--> -->
22.07.2008 | Heute haben wir die große Offensive von CSC erwartet, aber es lief ganz nach unserem Geschmack und unser Koxi ist wieder ein Wahnsinnsrennen gefahren. Sogar für mich als Sprinter war es echt ein schöner Tag. Ich weiß nicht, ob ich das jemals schon mal gesagt habe nach einer Bergetappe. Vorhin haben Kraussi und ich nach dem Rennen noch ein herrliches Bad in einem Bergsee am Hotel genossen. Eigentlich gar kein schlechtes Leben...
Vom Start weg war es sehr, sehr schnell. Wind, viele Attacken. Die ersten 40km voll Krieg bis sich dann die fünf Mann um Schumi abgesetzt haben und danach nochmal 21 Mann. CSC hatte zunächst Mühe das zu kontrollieren, dann aber auch kein Interesse mehr an Tempo, weil Voigt und Arvesen mit vorne waren. Auch die anderen Teams waren gut vertreten, sodass nun hinten erst einmal Stillstand herrschte.

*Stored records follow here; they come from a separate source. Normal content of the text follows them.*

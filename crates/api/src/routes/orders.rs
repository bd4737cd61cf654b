//! Order CRUD handlers.

use axum::{
    Json,
    extract::{Path, Query, State},
    http::StatusCode,
};
use serde::Deserialize;

use octocat_supply_core::{BranchId, OrderId};

use crate::db::orders::OrderRepository;
use crate::error::{AppError, Result};
use crate::models::{CreateOrder, Order, UpdateOrder};
use crate::state::AppState;

/// Query-string filters for order listing.
#[derive(Debug, Deserialize, Default)]
#[serde(rename_all = "camelCase")]
pub struct OrderFilter {
    pub branch_id: Option<i32>,
}

pub async fn list(
    State(state): State<AppState>,
    Query(filter): Query<OrderFilter>,
) -> Result<Json<Vec<Order>>> {
    let repo = OrderRepository::new(state.pool());
    let orders = match filter.branch_id {
        Some(branch_id) => repo.find_by_branch(BranchId::new(branch_id)).await?,
        None => repo.find_all().await?,
    };
    Ok(Json(orders))
}

pub async fn create(
    State(state): State<AppState>,
    Json(payload): Json<CreateOrder>,
) -> Result<(StatusCode, Json<Order>)> {
    let order = OrderRepository::new(state.pool()).create(&payload).await?;
    Ok((StatusCode::CREATED, Json(order)))
}

pub async fn get_one(State(state): State<AppState>, Path(id): Path<i32>) -> Result<Json<Order>> {
    OrderRepository::new(state.pool())
        .find_by_id(OrderId::new(id))
        .await?
        .map(Json)
        .ok_or_else(|| AppError::NotFound(format!("order {id}")))
}

pub async fn update(
    State(state): State<AppState>,
    Path(id): Path<i32>,
    Json(changes): Json<UpdateOrder>,
) -> Result<Json<Order>> {
    let order = OrderRepository::new(state.pool())
        .update(OrderId::new(id), &changes)
        .await?;
    Ok(Json(order))
}

pub async fn delete(State(state): State<AppState>, Path(id): Path<i32>) -> Result<StatusCode> {
    OrderRepository::new(state.pool())
        .delete(OrderId::new(id))
        .await?;
    Ok(StatusCode::NO_CONTENT)
}
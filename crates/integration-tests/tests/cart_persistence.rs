//! Cart persistence through a file-backed session.
//!
//! These run under tokio's paused clock, so the debounce and undo windows
//! elapse instantly and deterministically.

use std::time::Duration;

use rust_decimal::dec;

use octocat_supply_core::ProductId;
use octocat_supply_cart::{CartAction, CartItem, CartSession, FileStore, PricingPolicy};

fn store_in(dir: &tempfile::TempDir) -> FileStore {
    FileStore::new(dir.path().join("cart.json"))
}

fn add_widget(quantity: u32) -> CartAction {
    CartAction::AddItem {
        item: CartItem::new(ProductId::new(1), "Widget".into(), dec!(15), 1),
        quantity,
    }
}

#[tokio::test(start_paused = true)]
async fn a_flushed_cart_survives_a_new_session() {
    let dir = tempfile::tempdir().expect("temp dir");

    let mut session = CartSession::new(store_in(&dir), PricingPolicy::default());
    session.dispatch(add_widget(3));
    session.flush().await.expect("flush");
    drop(session);

    let mut restored = CartSession::new(store_in(&dir), PricingPolicy::default());
    restored.hydrate().await;

    assert_eq!(restored.state().product_quantity(ProductId::new(1)), 3);
    assert_eq!(restored.state().subtotal, dec!(45));
}

#[tokio::test(start_paused = true)]
async fn the_debounced_save_lands_without_a_flush() {
    let dir = tempfile::tempdir().expect("temp dir");

    let mut session = CartSession::new(store_in(&dir), PricingPolicy::default());
    session.dispatch(add_widget(2));

    // Past the debounce window the background save has run.
    tokio::time::sleep(Duration::from_millis(500)).await;

    let mut restored = CartSession::new(store_in(&dir), PricingPolicy::default());
    restored.hydrate().await;
    assert_eq!(restored.state().product_quantity(ProductId::new(1)), 2);
}

#[tokio::test(start_paused = true)]
async fn a_corrupt_snapshot_hydrates_to_an_empty_cart() {
    let dir = tempfile::tempdir().expect("temp dir");
    let store = store_in(&dir);
    tokio::fs::write(store.path(), b"definitely not json")
        .await
        .expect("write corrupt file");

    let mut session = CartSession::new(store.clone(), PricingPolicy::default());
    session.hydrate().await;

    assert!(!session.state().has_items());
    // The bad payload was cleared; the next hydrate starts clean.
    assert!(!store.path().exists());
}

#[tokio::test(start_paused = true)]
async fn undo_rolls_back_and_the_rollback_is_persisted() {
    let dir = tempfile::tempdir().expect("temp dir");

    let mut session = CartSession::new(store_in(&dir), PricingPolicy::default());
    session.dispatch(add_widget(1));
    session.dispatch(add_widget(4));
    assert_eq!(session.state().product_quantity(ProductId::new(1)), 5);

    assert!(session.undo());
    session.flush().await.expect("flush");

    let mut restored = CartSession::new(store_in(&dir), PricingPolicy::default());
    restored.hydrate().await;
    assert_eq!(restored.state().product_quantity(ProductId::new(1)), 1);
}

#[tokio::test(start_paused = true)]
async fn undo_is_refused_after_the_window() {
    let dir = tempfile::tempdir().expect("temp dir");

    let mut session = CartSession::new(store_in(&dir), PricingPolicy::default())
        .with_undo_window(Duration::from_secs(2));
    session.dispatch(add_widget(1));

    tokio::time::sleep(Duration::from_secs(3)).await;

    assert!(!session.can_undo());
    assert!(!session.undo());
    assert_eq!(session.state().product_quantity(ProductId::new(1)), 1);
}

In den ersten Berg fuhr das Feld einen Tick zu schnell für mich, aber ich habe versucht, so lange es geht gegenzuhalten. Ich orientiere mich an meinen Leuten wie McEwen. Irgendwann musste ich reißen lassen. Das Feld kam mir schon ziemlich klein vor. "Da hast Du Dich ja ganz gut gehalten", denke ich mir. Ich höre, wie Kraussi, der vor mir reißen ließ, über Funk fragt, wieviele noch hinter ihm sind. "Fünf Mann!", antwortet Henn. Dann gucke ich mich um und bin überrascht, dass ich Kraussi sehe. Also auch nur noch fünf Mann hinter mir. Das Feld sah nur so klein aus, weil soviele vorne waren.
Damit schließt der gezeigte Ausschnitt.